BEGIN Records shown

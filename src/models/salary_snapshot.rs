//! Salary snapshot models.
//!
//! A [`SalarySnapshot`] is a persisted, point-in-time payroll result for one
//! worker-month. Its [`SnapshotStatus`] only ever moves forward, and once a
//! snapshot is paid it is never recomputed.

use std::collections::BTreeMap;
use std::fmt;

use chrono::{DateTime, Utc};
use rust_decimal::Decimal;
use serde::{Deserialize, Serialize};
use uuid::Uuid;

use super::PayrollMonth;

/// Lifecycle status of a salary snapshot.
///
/// # Example
///
/// ```
/// use site_payroll::models::SnapshotStatus;
///
/// assert!(SnapshotStatus::Issued.can_advance_to(SnapshotStatus::Approved));
/// assert!(!SnapshotStatus::Paid.can_advance_to(SnapshotStatus::Issued));
/// ```
#[derive(Debug, Clone, Copy, PartialEq, Eq, PartialOrd, Ord, Hash, Serialize, Deserialize)]
#[serde(rename_all = "snake_case")]
pub enum SnapshotStatus {
    /// Computed and handed to the worker for review.
    Issued,
    /// Confirmed by an administrator.
    Approved,
    /// Paid out. Terminal.
    Paid,
}

impl SnapshotStatus {
    /// Returns true if `next` is a forward move from this status.
    ///
    /// Paying straight from `Issued` is allowed; nothing leaves `Paid`.
    pub fn can_advance_to(self, next: SnapshotStatus) -> bool {
        matches!(
            (self, next),
            (SnapshotStatus::Issued, SnapshotStatus::Approved)
                | (SnapshotStatus::Issued, SnapshotStatus::Paid)
                | (SnapshotStatus::Approved, SnapshotStatus::Paid)
        )
    }

    /// Returns true once the snapshot can no longer change.
    pub fn is_final(self) -> bool {
        self == SnapshotStatus::Paid
    }

    /// Wire name of the status.
    pub fn as_str(self) -> &'static str {
        match self {
            SnapshotStatus::Issued => "issued",
            SnapshotStatus::Approved => "approved",
            SnapshotStatus::Paid => "paid",
        }
    }
}

impl fmt::Display for SnapshotStatus {
    fn fmt(&self, f: &mut fmt::Formatter<'_>) -> fmt::Result {
        f.write_str(self.as_str())
    }
}

/// Identifies the single snapshot a worker can have for a month.
#[derive(Debug, Clone, PartialEq, Eq, PartialOrd, Ord, Hash)]
pub struct SnapshotKey {
    /// The payroll month.
    pub month: PayrollMonth,
    /// The worker.
    pub worker_id: String,
}

impl SnapshotKey {
    /// Creates a key for a worker-month.
    pub fn new(worker_id: impl Into<String>, month: PayrollMonth) -> Self {
        Self {
            month,
            worker_id: worker_id.into(),
        }
    }
}

/// The pay figures computed for a worker-month, before they are stored.
#[derive(Debug, Clone, PartialEq, Serialize, Deserialize)]
#[serde(rename_all = "camelCase")]
pub struct SalaryComputation {
    /// The worker paid.
    pub worker_id: String,
    /// The month paid for, serialized as `year` and `month`.
    #[serde(flatten)]
    pub period: PayrollMonth,
    /// Total normalized labor for the month.
    pub total_man_days: Decimal,
    /// Distinct dates with at least one entry.
    pub days_worked: u32,
    /// Man-days per site.
    pub site_breakdown: BTreeMap<String, Decimal>,
    /// Pay for one man-day at computation time.
    pub daily_wage: Decimal,
    /// `total_man_days × daily_wage`.
    pub gross_pay: Decimal,
    /// Tax withheld from the gross.
    pub withholding: Decimal,
    /// `gross_pay − withholding`.
    pub net_pay: Decimal,
}

/// A stored payroll result for one worker-month.
#[derive(Debug, Clone, PartialEq, Serialize, Deserialize)]
#[serde(rename_all = "camelCase")]
pub struct SalarySnapshot {
    /// Unique identifier for this snapshot.
    pub id: Uuid,
    /// The computed figures.
    #[serde(flatten)]
    pub computation: SalaryComputation,
    /// Lifecycle status.
    pub status: SnapshotStatus,
    /// When the figures were (last) computed.
    pub issued_at: DateTime<Utc>,
    /// When an administrator approved the snapshot.
    #[serde(default, skip_serializing_if = "Option::is_none")]
    pub approved_at: Option<DateTime<Utc>>,
    /// When the snapshot was paid.
    #[serde(default, skip_serializing_if = "Option::is_none")]
    pub paid_at: Option<DateTime<Utc>>,
    /// Bumped on every write; used for conditional updates.
    pub version: u64,
}

impl SalarySnapshot {
    /// The key this snapshot is stored under.
    pub fn key(&self) -> SnapshotKey {
        SnapshotKey::new(self.computation.worker_id.clone(), self.computation.period)
    }
}

#[cfg(test)]
mod tests {
    use super::*;

    #[test]
    fn test_forward_transitions() {
        assert!(SnapshotStatus::Issued.can_advance_to(SnapshotStatus::Approved));
        assert!(SnapshotStatus::Issued.can_advance_to(SnapshotStatus::Paid));
        assert!(SnapshotStatus::Approved.can_advance_to(SnapshotStatus::Paid));
    }

    #[test]
    fn test_backward_and_self_transitions_rejected() {
        assert!(!SnapshotStatus::Approved.can_advance_to(SnapshotStatus::Issued));
        assert!(!SnapshotStatus::Paid.can_advance_to(SnapshotStatus::Issued));
        assert!(!SnapshotStatus::Paid.can_advance_to(SnapshotStatus::Approved));
        assert!(!SnapshotStatus::Paid.can_advance_to(SnapshotStatus::Paid));
        assert!(!SnapshotStatus::Issued.can_advance_to(SnapshotStatus::Issued));
    }

    #[test]
    fn test_status_serializes_snake_case() {
        let json = serde_json::to_string(&SnapshotStatus::Approved).unwrap();
        assert_eq!(json, "\"approved\"");
        let status: SnapshotStatus = serde_json::from_str("\"paid\"").unwrap();
        assert_eq!(status, SnapshotStatus::Paid);
    }

    #[test]
    fn test_only_paid_is_final() {
        assert!(SnapshotStatus::Paid.is_final());
        assert!(!SnapshotStatus::Approved.is_final());
        assert!(!SnapshotStatus::Issued.is_final());
    }
}
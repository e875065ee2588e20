//! Worker roster model.

use rust_decimal::Decimal;
use serde::{Deserialize, Serialize};

/// A worker on the payroll roster.
#[derive(Debug, Clone, PartialEq, Serialize, Deserialize)]
#[serde(rename_all = "camelCase")]
pub struct Worker {
    /// Unique identifier for the worker.
    pub id: String,
    /// Display name.
    pub name: String,
    /// Pay for one man-day.
    pub daily_wage: Decimal,
    /// Inactive workers keep their history but accept no new entries.
    #[serde(default = "default_active")]
    pub active: bool,
}

fn default_active() -> bool {
    true
}
//! Labor-unit normalization.
//!
//! Site reports record labor either as an hour total or as man-days, with no
//! field saying which. This module turns any raw value into man-days and
//! derives head counts from man-day totals.

/// Raw values at or above this are read as hour totals.
///
/// The boundary is a heuristic tied to how upstream reports are filled in:
/// nobody books two or more man-days for one worker on one day, and nobody
/// books less than two hours. Keep it exactly at `2.0`.
pub const HOURS_THRESHOLD: f64 = 2.0;

/// Length of one standard shift in hours.
pub const HOURS_PER_MAN_DAY: f64 = 8.0;

/// Largest raw labor value accepted for one entry: a full day in hours.
pub const MAX_LABOR_VALUE: f64 = 24.0;

/// Converts a raw labor value of ambiguous unit into man-days.
///
/// # Rules
///
/// - `v >= 2.0`: an hour total, returns `v / 8`
/// - `0 < v < 2.0`: already man-days, returned as is
/// - `v <= 0`, `NaN` or infinite: returns `0`
///
/// The result is always finite and non-negative.
///
/// # Examples
///
/// ```
/// use site_payroll::calculation::normalize_labor_unit;
///
/// assert_eq!(normalize_labor_unit(8.0), 1.0);
/// assert_eq!(normalize_labor_unit(2.0), 0.25);
/// assert_eq!(normalize_labor_unit(1.5), 1.5);
/// assert_eq!(normalize_labor_unit(-3.0), 0.0);
/// assert_eq!(normalize_labor_unit(f64::NAN), 0.0);
/// ```
pub fn normalize_labor_unit(value: f64) -> f64 {
    if !value.is_finite() || value <= 0.0 {
        return 0.0;
    }
    if value >= HOURS_THRESHOLD {
        value / HOURS_PER_MAN_DAY
    } else {
        value
    }
}

/// Derives the number of workers needed to cover a man-day total.
///
/// Partial man-days still take a whole person, so the total is rounded up.
/// Non-positive and non-finite totals give `0`.
///
/// # Examples
///
/// ```
/// use site_payroll::calculation::calculate_worker_count;
///
/// assert_eq!(calculate_worker_count(0.0), 0);
/// assert_eq!(calculate_worker_count(1.2), 2);
/// assert_eq!(calculate_worker_count(3.0), 3);
/// assert_eq!(calculate_worker_count(-5.0), 0);
/// ```
pub fn calculate_worker_count(man_days: f64) -> u32 {
    if !man_days.is_finite() || man_days <= 0.0 {
        return 0;
    }
    let count = man_days.ceil();
    if count >= f64::from(u32::MAX) {
        u32::MAX
    } else {
        count as u32
    }
}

END Records shown

Copy out the range of lines above starting at the line with "assert!(!SnapshotStatus::Approved.is_final());" and ending at the line with "pub struct Worker", exactly and including both.

        assert!(!SnapshotStatus::Approved.is_final());
        assert!(!SnapshotStatus::Issued.is_final());
    }
}
repository e875065ee2588e20
//! Worker roster model.

use rust_decimal::Decimal;
use serde::{Deserialize, Serialize};

/// A worker on the payroll roster.
#[derive(Debug, Clone, PartialEq, Serialize, Deserialize)]
#[serde(rename_all = "camelCase")]
pub struct Worker {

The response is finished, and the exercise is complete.